Let’s create a dictionary and then loop through all the entries and get their polarities. As we loop through, we’ll save the polarities and the views per day in another dictionary, _dict, and store _dict as the value corresponding to the title of the video in the new_doc dictionary. At the end, I dump it into a JSON and save it as a file, but you can feel free to keep it as a dictionary as we move on to plotting the text polarities against the views per day.

new_doc = {}
for entry in entries:
    _p = get_polarity(entry)
    _vpd = entries[entry]
    _dict = {
        "polarity": _p,
        "views_per_day": _vpd
    }
    new_doc[entry] = _dict
 
json_dict = json.dumps(new_doc, indent=4)
with open("views_by_polarity.json", "w") as f:
    f.write(json_dict)

Plotting Text Polarity against Views per Day

So we’ll start by importing the libraries we need: matplotlib.pyplot and json.

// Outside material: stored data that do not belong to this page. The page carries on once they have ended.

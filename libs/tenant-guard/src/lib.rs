#![cfg_attr(coverage_nightly, feature(coverage_attribute))]
//! Tenant-isolation enforcement for the shop database.
//!
//! Every tenant-scoped row carries a `shop_id`. This crate makes that column
//! write-once and mandatory for privileged principals at the database level,
//! and records every attempted violation in the audit sink:
//!
//! - [`installer::Installer`] creates the shared trigger functions, per-table
//!   triggers and per-role check constraints (idempotent, per-table
//!   degradation).
//! - [`verifier::Verifier`] certifies from catalog metadata alone that each
//!   control category is active (fail-closed).
//! - [`harness::ProtocolHarness`] performs real mutations against the
//!   protected tables and checks accept/reject behaviour and audit side
//!   effects.
//!
//! The database seams are the [`catalog::SchemaCatalog`] and
//! [`catalog::SchemaExecutor`] traits; [`catalog::PgCatalog`] implements both
//! over a `SeaORM` connection.
//!
//! # Example
//! ```rust,no_run
//! use tenant_guard::{GuardConfig, GuardDb, Installer, Verifier};
//!
//! # async fn run() -> tenant_guard::Result<()> {
//! let config = GuardConfig::load(None)?;
//! let db = GuardDb::connect(&config.database).await?;
//! let catalog = db.catalog();
//!
//! let install = Installer::new(&catalog, &config).install_all().await?;
//! let report = Verifier::new(&catalog, &config).verify().await;
//! assert!(install.failed().next().is_none() && report.is_enforced());
//! # Ok(())
//! # }
//! ```

pub mod catalog;
pub mod config;
pub mod conn;
pub mod ddl;
pub mod error;
pub mod harness;
pub mod installer;
pub mod policy;
pub mod remediation;
pub mod verifier;

#[cfg(test)]
mod fake;

pub use catalog::{PgCatalog, SchemaCatalog, SchemaExecutor};
pub use config::{AuditConfig, DatabaseConfig, GuardConfig, HarnessConfig, SchemaConfig};
pub use conn::{GuardDb, redact_credentials_in_dsn};
pub use error::{CatalogError, ConfigError, GuardError, Result};
pub use harness::{HarnessSummary, ProtocolHarness, Scenario, ScenarioResult};
pub use installer::{ControlCategory, InstallReport, InstallStep, Installer, SkipReason, StepOutcome};
pub use policy::{ImmutabilityPolicy, OwnershipPolicy, PrivilegedRole, Rejection, Transition};
pub use remediation::{Remediation, violating_rows_query};
pub use verifier::{ConstraintCoverage, VerificationReport, Verifier};

/// The tenant identifier column guarded by every control in this crate.
pub const TENANT_COLUMN: &str = "shop_id";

We import matplotlib.pyplot as plt just as a convention. Then we’ll open up our JSON document and read it in just like a dictionary. The scatter plot function expects two lists for x and y so we’ll take our dictionary and split it into two lists. To do this, we loop through each entry and append the polarity value to a polarity list and the views per day value to a views per day list. Then we pass these in as the x and y values to our scatter plot, label it, and take a look.

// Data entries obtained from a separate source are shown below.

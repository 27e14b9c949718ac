use tracing_subscriber::{EnvFilter, fmt, layer::SubscriberExt, util::SubscriberInitExt};

/// Default filter for a `-v` count. `RUST_LOG` wins when set.
fn default_directive(verbose: u8) -> &'static str {
    match verbose {
        0 => "warn",
        1 => "info",
        2 => "debug",
        _ => "trace",
    }
}

/// Install the global subscriber. Logs go to stderr; stdout carries reports.
pub fn init(verbose: u8) {
    let filter = EnvFilter::try_from_default_env()
        .unwrap_or_else(|_| EnvFilter::new(default_directive(verbose)));
    tracing_subscriber::registry()
        .with(filter)
        .with(fmt::layer().with_writer(std::io::stderr).with_target(true))
        .init();
}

import matplotlib.pyplot as plt
import json
 
with open("views_by_polarity.json", "r") as f:
    entries = json.load(f)
 
polarities = []
vpds = []
 
for entry in entries:
    polarities.append(entries[entry]["polarity"])
    vpds.append(entries[entry]["views_per_day"])
 
plt.scatter(polarities, vpds)
plt.title("Views per Day by Polarity of Title")
plt.xlabel("Polarity of Title")
plt.ylabel("Views per Day")
plt.show()

The expected output should look something like this:

Yours may look slightly different since YouTube changes their front page for everyone, but LOOK AT THAT! The highest views per day belongs to a video that looks like the title is entirely neutral! It looks like we can’t say that neutral titles are likely to get more views, but we can say the converse – that videos with more views are more likely to have neutral titles. Out of curiosity, I decided to take a look at what the video was that had such a high views per day compared to any of the other videos. 

To do this, we’ll simply load the JSON file and sort it based on views per day:

import json
 
with open("views_by_polarity.json", "r") as f:
    vbp = json.load(f)
 
sorted_vbp = sorted(vbp.items(), key=lambda x:(x[1]["views_per_day"]))
print(sorted_vbp[-1])

We should get an output that looks like the following:

Okay, so personally I have no idea what this title means. I don’t know who Huggy is, and I’ve never heard of Poppy Playtime. I have no idea why this video has SO many views per day, I thought, maybe it was posted today, but I actually took a look on YouTube and:

It was uploaded over a week ago! This is the first time I’ve seen this character, and honestly I’m not tempted to watch this video so we’ll leave this exploration at that.